**What you need to do**
Could you set down exactly the lines of the data below, starting at the one that holds "feed.load().await;" and ending at the one that holds "std::fs::write(path, report)", both included, and only those?

**Dataset content**
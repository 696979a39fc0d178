//! `activity-feed export`: fixed-width report of every activity, in
//! per-account order.

use std::io::Write;
use std::path::Path;

use activity_core::types::ActivityRecord;
use activity_source_ocs::ActivitySource;
use anyhow::Context;

use crate::context::{one_line, pad};
use crate::feed_loop::ActivityFeed;

const ACCOUNT_WIDTH: usize = 30;
const TIMESTAMP_WIDTH: usize = 34;
const SUBJECT_WIDTH: usize = 10;
const FILE_WIDTH: usize = 30;
const MESSAGE_WIDTH: usize = 55;

const TIMESTAMP_FORMAT: &str = "%a %b %-d %H:%M:%S %Y";

/// Entry point for `activity-feed export`.
pub async fn cmd_export<S: ActivitySource>(
    feed: &mut ActivityFeed<S>,
    output: Option<&Path>,
) -> anyhow::Result<()> {
    feed.load().await;
    for account in feed.unavailable_accounts() {
        eprintln!("{}", crate::cmd_ls::unavailable_notice(account));
    }

    let report = format_export(feed.model().records());
    match output {
        Some(path) => {
            std::fs::write(path, report)
                .with_context(|| format!("failed to write {}", path.display()))?;
            tracing::info!(path = %path.display(), "activity report written");
        }
        None => {
            let mut stdout = std::io::stdout().lock();
            stdout.write_all(report.as_bytes())?;
            stdout.flush()?;
        }
    }
    Ok(())
}

/// One left-aligned line per record: account, timestamp, subject, file,
/// message. Values wider than their column are written in full.
pub fn format_export<'a>(records: impl IntoIterator<Item = &'a ActivityRecord>) -> String {
    let mut out = String::new();
    for record in records {
        let timestamp = record
            .timestamp()
            .map(|ts| ts.format(TIMESTAMP_FORMAT).to_string())
            .unwrap_or_default();
        out.push_str(&pad(record.account_name(), ACCOUNT_WIDTH));
        out.push_str(&pad(&timestamp, TIMESTAMP_WIDTH));
        out.push_str(&pad(record.subject(), SUBJECT_WIDTH));
        out.push_str(&pad(record.file_path().unwrap_or_default(), FILE_WIDTH));
        out.push_str(&pad(&one_line(record.message()), MESSAGE_WIDTH));
        out.push('\n');
    }
    out
}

**Exercise solution**
    feed.load().await;
    for account in feed.unavailable_accounts() {
        eprintln!("{}", crate::cmd_ls::unavailable_notice(account));
    }

    let report = format_export(feed.model().records());
    match output {
        Some(path) => {
            std::fs::write(path, report)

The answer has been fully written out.